Na quinta-feira, 25 de setembro, o Ministro dos Negócios Estrangeiros da Ucrânia, Andrii Sybiha, participou na Segunda Reunião de Ministros dos Negócios Estrangeiros do Grupo dos Vinte (G20), realizada sob a presidência da República da África do Sul.
Durante a sua intervenção, Andriy Sybiha informou os presentes sobre a escalada da guerra desencadeada pela Rússia e sobre os riscos que Moscovo representa para o mundo com a sua agressão contra a Ucrânia.
“Este encontro decorre num contexto de crise global — uma crise de segurança, de direito internacional e de justiça. Se não resolvermos esta crise agora, ela apenas se aprofundará. Todos nesta sala enfrentarão as suas consequências, porque se permitirmos a destruição do direito internacional, da segurança e da justiça na Ucrânia, ninguém estará seguro em nenhuma parte do mundo”, — salientou o ministro.
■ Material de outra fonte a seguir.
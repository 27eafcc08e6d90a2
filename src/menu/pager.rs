/// Page navigation within `[0, page_count)`.
///
/// Every move returns `None` when it would not change the page, so a menu can treat
/// a press at a boundary as a rejected interaction instead of a re-render.
#[derive(Debug, Clone, Copy, PartialEq, Eq)]
pub struct Pager {
    page_count: usize,
    wrap: bool,
    bulk_skip: usize,
}

impl Pager {
    /// `page_count` of zero is treated as one page.
    pub fn new(page_count: usize, wrap: bool, bulk_skip: usize) -> Self {
        Self {
            page_count: page_count.max(1),
            wrap,
            bulk_skip,
        }
    }

    pub fn page_count(&self) -> usize {
        self.page_count
    }

    pub fn wraps(&self) -> bool {
        self.wrap
    }

    /// Whether the bulk skip buttons are shown.
    pub fn skips(&self) -> bool {
        self.bulk_skip > 1
    }

    pub fn previous(&self, page: usize) -> Option<usize> {
        self.back(page, 1)
    }

    pub fn next(&self, page: usize) -> Option<usize> {
        self.forward(page, 1)
    }

    pub fn skip_back(&self, page: usize) -> Option<usize> {
        self.skips().then(|| self.back(page, self.bulk_skip)).flatten()
    }

    pub fn skip_forward(&self, page: usize) -> Option<usize> {
        self.skips()
            .then(|| self.forward(page, self.bulk_skip))
            .flatten()
    }

    /// Jumps to a 1-based page number.
    pub fn jump(&self, page: usize, number: usize) -> Option<usize> {
        let target = number.checked_sub(1)?;
        (target < self.page_count && target != page).then_some(target)
    }

    fn back(&self, page: usize, by: usize) -> Option<usize> {
        let target = if page >= by {
            page - by
        } else if self.wrap {
            (page + self.page_count - by % self.page_count) % self.page_count
        } else {
            0
        };
        (target != page).then_some(target)
    }

    fn forward(&self, page: usize, by: usize) -> Option<usize> {
        let last = self.page_count - 1;
        let target = match page.checked_add(by).filter(|target| *target <= last) {
            Some(target) => target,
            None if self.wrap => (page + by % self.page_count) % self.page_count,
            None => last,
        };
        (target != page).then_some(target)
    }
}

#[cfg(test)]
mod tests {
    use super::*;

    #[test]
    fn test_boundaries_reject_without_wrap() {
        let pager = Pager::new(3, false, 0);
        assert_eq!(pager.previous(0), None);
        assert_eq!(pager.next(0), Some(1));
        assert_eq!(pager.next(2), None);
        assert_eq!(pager.previous(2), Some(1));
    }

    #[test]
    fn test_wrap_crosses_ends() {
        let pager = Pager::new(3, true, 0);
        assert_eq!(pager.previous(0), Some(2));
        assert_eq!(pager.next(2), Some(0));
    }

    #[test]
    fn test_single_page_never_moves() {
        let pager = Pager::new(1, true, 5);
        assert_eq!(pager.previous(0), None);
        assert_eq!(pager.next(0), None);
        assert_eq!(pager.skip_forward(0), None);
    }

    #[test]
    fn test_bulk_skip_clamps_then_rejects() {
        let pager = Pager::new(10, false, 4);
        assert_eq!(pager.skip_forward(0), Some(4));
        assert_eq!(pager.skip_forward(7), Some(9));
        assert_eq!(pager.skip_forward(9), None);
        assert_eq!(pager.skip_back(2), Some(0));
        assert_eq!(pager.skip_back(0), None);
    }

    #[test]
    fn test_bulk_skip_wraps() {
        let pager = Pager::new(10, true, 4);
        assert_eq!(pager.skip_forward(8), Some(2));
        assert_eq!(pager.skip_back(1), Some(7));
    }

    #[test]
    fn test_huge_bulk_skip_saturates() {
        let pager = Pager::new(3, false, usize::MAX);
        assert_eq!(pager.skip_forward(1), Some(2));
        assert_eq!(pager.skip_forward(2), None);
        assert_eq!(pager.skip_back(1), Some(0));

        let wrapping = Pager::new(3, true, usize::MAX);
        // usize::MAX % 3 == 0
        assert_eq!(wrapping.skip_forward(1), None);
        assert_eq!(wrapping.skip_back(1), None);
    }

    #[test]
    fn test_bulk_skip_disabled() {
        let pager = Pager::new(10, false, 1);
        assert!(!pager.skips());
        assert_eq!(pager.skip_forward(0), None);
    }

    #[test]
    fn test_jump_is_one_based() {
        let pager = Pager::new(4, false, 0);
        assert_eq!(pager.jump(0, 3), Some(2));
        assert_eq!(pager.jump(0, 1), None);
        assert_eq!(pager.jump(0, 0), None);
        assert_eq!(pager.jump(0, 5), None);
    }
}
//! # Interaction Events
//!
//! Concrete event model delivered by the chat transport. Every event carries a
//! [`EventKind`] tag used by the [`WaitRegistry`](super::waiter::WaitRegistry) to
//! route it to pending waits.
//!
//! Reactions, typed messages and artifact deletions share the broader
//! [`EventKind::Interaction`] tag, so a single wait can accept every input shape for
//! the same logical step, including the removal of the artifact it is attached to.

use std::fmt;

use serde::{Deserialize, Serialize};

use super::waiter::WaitEvent;

macro_rules! string_id {
    ($(#[$meta:meta])* $name:ident) => {
        $(#[$meta])*
        #[derive(Debug, Clone, PartialEq, Eq, Hash, PartialOrd, Ord, Serialize, Deserialize)]
        #[serde(transparent)]
        pub struct $name(String);

        impl $name {
            pub fn new(id: impl Into<String>) -> Self {
                Self(id.into())
            }

            pub fn as_str(&self) -> &str {
                &self.0
            }
        }

        impl fmt::Display for $name {
            fn fmt(&self, f: &mut fmt::Formatter<'_>) -> fmt::Result {
                f.write_str(&self.0)
            }
        }

        impl From<&str> for $name {
            fn from(value: &str) -> Self {
                Self(value.to_string())
            }
        }

        impl From<String> for $name {
            fn from(value: String) -> Self {
                Self(value)
            }
        }
    };
}

string_id!(
    /// Identity of the user acting on an artifact.
    ActorId
);
string_id!(
    /// Role held by an actor within a channel's scope.
    RoleId
);
string_id!(
    /// Where artifacts are rendered and typed input arrives.
    ChannelId
);
string_id!(
    /// Identity of a rendered artifact (a sent message), assigned by the transport.
    ArtifactId
);

/// Type tag of an [`Event`].
#[derive(
    Debug, Clone, Copy, PartialEq, Eq, Hash, PartialOrd, Ord, strum::EnumString, strum::Display,
)]
pub enum EventKind {
    ReactionAdded,
    MessageReceived,
    ArtifactDeleted,
    /// Supertype of reactions, messages and artifact deletions.
    Interaction,
    Shutdown,
}

#[derive(Debug, Clone, PartialEq)]
pub enum Event {
    ReactionAdded {
        artifact: ArtifactId,
        channel: ChannelId,
        actor: ActorId,
        emoji: String,
    },
    MessageReceived {
        message: ArtifactId,
        channel: ChannelId,
        actor: ActorId,
        content: String,
    },
    ArtifactDeleted {
        artifact: ArtifactId,
        channel: ChannelId,
    },
    Shutdown,
}

impl Event {
    pub fn reaction(
        artifact: impl Into<ArtifactId>,
        channel: impl Into<ChannelId>,
        actor: impl Into<ActorId>,
        emoji: &str,
    ) -> Self {
        Event::ReactionAdded {
            artifact: artifact.into(),
            channel: channel.into(),
            actor: actor.into(),
            emoji: emoji.to_string(),
        }
    }

    pub fn message(
        message: impl Into<ArtifactId>,
        channel: impl Into<ChannelId>,
        actor: impl Into<ActorId>,
        content: &str,
    ) -> Self {
        Event::MessageReceived {
            message: message.into(),
            channel: channel.into(),
            actor: actor.into(),
            content: content.to_string(),
        }
    }

    /// The acting user, for interaction events.
    pub fn actor(&self) -> Option<&ActorId> {
        match self {
            Event::ReactionAdded { actor, .. } | Event::MessageReceived { actor, .. } => {
                Some(actor)
            }
            _ => None,
        }
    }

    pub fn channel(&self) -> Option<&ChannelId> {
        match self {
            Event::ReactionAdded { channel, .. }
            | Event::MessageReceived { channel, .. }
            | Event::ArtifactDeleted { channel, .. } => Some(channel),
            Event::Shutdown => None,
        }
    }

    /// The reaction emoji if this is a reaction on `artifact`.
    pub fn reaction_on(&self, artifact: &ArtifactId) -> Option<&str> {
        match self {
            Event::ReactionAdded {
                artifact: target,
                emoji,
                ..
            } if target == artifact => Some(emoji.as_str()),
            _ => None,
        }
    }

    /// Whether this reports the deletion of `artifact`.
    pub fn deletes(&self, artifact: &ArtifactId) -> bool {
        matches!(self, Event::ArtifactDeleted { artifact: target, .. } if target == artifact)
    }

    /// The typed content if this is a message in `channel`.
    pub fn message_in(&self, channel: &ChannelId) -> Option<&str> {
        match self {
            Event::MessageReceived {
                channel: target,
                content,
                ..
            } if target == channel => Some(content.as_str()),
            _ => None,
        }
    }
}

impl WaitEvent for Event {
    type Kind = EventKind;

    fn kind(&self) -> EventKind {
        match self {
            Event::ReactionAdded { .. } => EventKind::ReactionAdded,
            Event::MessageReceived { .. } => EventKind::MessageReceived,
            Event::ArtifactDeleted { .. } => EventKind::ArtifactDeleted,
            Event::Shutdown => EventKind::Shutdown,
        }
    }

    fn supertypes(&self) -> Vec<EventKind> {
        match self {
            Event::ReactionAdded { .. }
            | Event::MessageReceived { .. }
            | Event::ArtifactDeleted { .. } => vec![EventKind::Interaction],
            Event::Shutdown => Vec::new(),
        }
    }

    fn is_shutdown(&self) -> bool {
        matches!(self, Event::Shutdown)
    }
}
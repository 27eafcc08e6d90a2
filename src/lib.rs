//! # eventwaiter: Event Waiting and Interactive Menus
//!
//! eventwaiter lets application code suspend a piece of logic until the next
//! matching event arrives from a chat transport, and builds multi-step
//! interactive menus on top of that primitive.
//!
//! ## Building Blocks
//!
//! ### 1. Wait Registry
//! The [`event`] module keeps pending waits keyed by event kind:
//! - Oldest-first matching with a caller-supplied predicate
//! - Optional per-wait timeout with a timeout action
//! - Exactly one of match or timeout runs for each wait
//! - Shutdown drops every pending wait silently
//!
//! ### 2. Transport Boundary
//! Events arrive through an [`event::EventBus`]; rendered artifacts leave through
//! an [`menu::ArtifactSink`]. Neither side knows about the other.
//!
//! ### 3. Menus
//! The [`menu`] module provides button menus, ordered menus, paginators,
//! selection dialogs and slideshows. Each is a small state machine that keeps
//! exactly one wait registered while it is displayed.
//!
//! ## Event Pipeline
//!
//! ```text
//! Transport → EventBus → WaitRegistry::listen → dispatch → menu step → ArtifactSink
//! ```
//!
//! Configuration ([`config`]) supplies bus capacity and menu defaults; crate-wide
//! errors are collected in [`error`]. The [`testing`] module holds in-memory
//! collaborators for driving menus without a transport.

pub mod config;
pub mod error;
pub mod event;
pub mod menu;
pub mod testing;

// Re-exports
pub use error::*;
pub use event::*;
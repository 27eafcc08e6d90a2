use std::sync::Arc;

use super::{
    flow::{Flow, FlowSpec, Input, Step},
    pager::Pager,
    render::Content,
    settings::InteractionSettings,
    IndexAction, Menu, MenuContext, MenuError, MenuHandle, MenuResult, Termination, BIG_LEFT,
    BIG_RIGHT, LEFT, RIGHT, STOP,
};
use crate::{
    config::MenuDefaults,
    event::{ArtifactId, ChannelId},
};

#[derive(Clone)]
pub struct SlideshowConfig {
    pub text: Option<String>,
    pub description: Option<String>,
    /// One image URL per page.
    pub urls: Vec<String>,
    pub show_page_numbers: bool,
    pub wait_on_single_page: bool,
    pub wrap_page_ends: bool,
    pub bulk_skip: usize,
    /// Receives the 1-based page showing when the slideshow ends.
    pub final_action: Option<IndexAction>,
}

impl Default for SlideshowConfig {
    fn default() -> Self {
        let defaults = MenuDefaults::default();
        Self {
            text: None,
            description: None,
            urls: Vec::new(),
            show_page_numbers: true,
            wait_on_single_page: false,
            wrap_page_ends: defaults.wrap_page_ends,
            bulk_skip: defaults.bulk_skip,
            final_action: None,
        }
    }
}

impl SlideshowConfig {
    pub fn urls<I, S>(mut self, urls: I) -> Self
    where
        I: IntoIterator<Item = S>,
        S: Into<String>,
    {
        self.urls = urls.into_iter().map(Into::into).collect();
        self
    }

    pub fn on_final(mut self, action: impl Fn(&ArtifactId, usize) + Send + Sync + 'static) -> Self {
        self.final_action = Some(Arc::new(action));
        self
    }
}

/// Pages through images, one per page.
pub struct Slideshow {
    settings: InteractionSettings,
    config: SlideshowConfig,
    pager: Pager,
}

impl Slideshow {
    pub fn new(settings: InteractionSettings, config: SlideshowConfig) -> MenuResult<Self> {
        if config.urls.is_empty() {
            return Err(MenuError::NoItems);
        }
        let pager = Pager::new(config.urls.len(), config.wrap_page_ends, config.bulk_skip);
        Ok(Self {
            settings,
            config,
            pager,
        })
    }
}

impl FlowSpec for Slideshow {
    fn settings(&self) -> &InteractionSettings {
        &self.settings
    }

    fn render(&self, position: usize) -> Content {
        Content {
            text: self.config.text.clone(),
            description: self.config.description.clone().unwrap_or_default(),
            footer: self
                .config
                .show_page_numbers
                .then(|| format!("Image {}/{}", position + 1, self.pager.page_count())),
            image: self.config.urls.get(position).cloned(),
            ..Default::default()
        }
    }

    fn buttons(&self) -> Vec<String> {
        if self.pager.page_count() == 1 {
            return vec![STOP.to_string()];
        }
        let arrows = [LEFT, STOP, RIGHT].map(String::from);
        if self.pager.skips() {
            let mut buttons = vec![BIG_LEFT.to_string()];
            buttons.extend(arrows);
            buttons.push(BIG_RIGHT.to_string());
            buttons
        } else {
            arrows.to_vec()
        }
    }

    fn waits(&self) -> bool {
        self.pager.page_count() > 1 || self.config.wait_on_single_page
    }

    fn step(&self, position: usize, input: Input<'_>) -> Option<Step> {
        let target = match input {
            Input::Reaction(STOP) => return Some(Step::Finish(Termination::Stopped)),
            Input::Reaction(LEFT) => self.pager.previous(position),
            Input::Reaction(RIGHT) => self.pager.next(position),
            Input::Reaction(BIG_LEFT) => self.pager.skip_back(position),
            Input::Reaction(BIG_RIGHT) => self.pager.skip_forward(position),
            _ => None,
        };
        target.map(Step::Goto)
    }

    fn finish(&self, artifact: &ArtifactId, position: usize, _termination: &Termination) {
        if let Some(final_action) = &self.config.final_action {
            final_action(artifact, position + 1);
        }
    }
}

impl Menu for Slideshow {
    fn display(self, ctx: &MenuContext, channel: &ChannelId) -> MenuHandle {
        Flow::launch(self, ctx, channel, None)
    }

    fn display_on(
        self,
        ctx: &MenuContext,
        channel: &ChannelId,
        artifact: &ArtifactId,
    ) -> MenuHandle {
        Flow::launch(self, ctx, channel, Some(artifact))
    }
}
O chefe da diplomacia ucraniana destacou que o envolvimento do Irão, da Coreia do Norte e o apoio da Rússia a estes regimes ameaça a estabilidade no Médio Oriente e na Ásia. Segundo o ministro, mercenários russos em África saqueiam recursos naturais, arrastando pessoas para a guerra, levando à desestabilização e ao caos.
“O pior é que regimes em todo o mundo observam as ações da Rússia. Se Moscovo sair impune, outros também poderão sair impunes. Poderão violar o direito internacional, ocupar territórios estrangeiros pela força e não enfrentar uma forte reação global. Esse cenário pode parecer atraente para potenciais agressores noutras partes do mundo. Os países pequenos e menos protegidos estão especialmente em risco”, — acrescentou.
Andriy Sybiha sublinhou que a Ucrânia respeita a Carta da ONU e procura pôr fim à guerra já este ano, mas a Rússia não mostra qualquer sinal de vontade de cessar-fogo, de negociações reais ou de paz. O ministro acrescentou que Putin faz tudo para prolongar a guerra, intensificando o terror contra os ucranianos e envolvendo outros países no conflito.
“Se todos nós adotarmos uma posição de princípio contra a agressão e a guerra, Moscovo ouvirá inevitavelmente a voz da comunidade mundial. Não vos pedimos que escolham um lado entre a Ucrânia e a Rússia. Pedimos que se coloquem do lado da Carta da ONU. A vossa posição é crucial para alcançar a paz e tem uma influência particular sobre a Rússia”, — observou o diplomata.
O chefe da diplomacia ucraniana informou os seus colegas que a Ucrânia deteta provas de ajuda de terceiros países na evasão das sanções contra a Rússia e que irá reagir de forma firme, em coordenação com os parceiros, a tais ações. O ministro declarou que apenas uma pressão conjunta forçará a Rússia ao diálogo e à diplomacia.
Andriy Sybiha expressou a sua profunda gratidão à presidência sul-africana do G20 pelo apoio aos esforços de paz e ao Ministro dos Negócios Estrangeiros da África do Sul, Ronald Lamola, pela sua posição de princípio.
O ministro agradeceu também a todos os países que apoiam sinceramente uma paz justa, a Carta da ONU e a integridade territorial da Ucrânia — mesmo quando esse apoio é discreto e não público.
“Vemos e apreciamos a vossa posição de princípio. Esperamos que a questão da paz justa permaneça no centro das atenções durante os futuros eventos do G20. E ficaremos muito satisfeitos em ver o Presidente Zelensky e a Ucrânia neles representados”, — concluiu.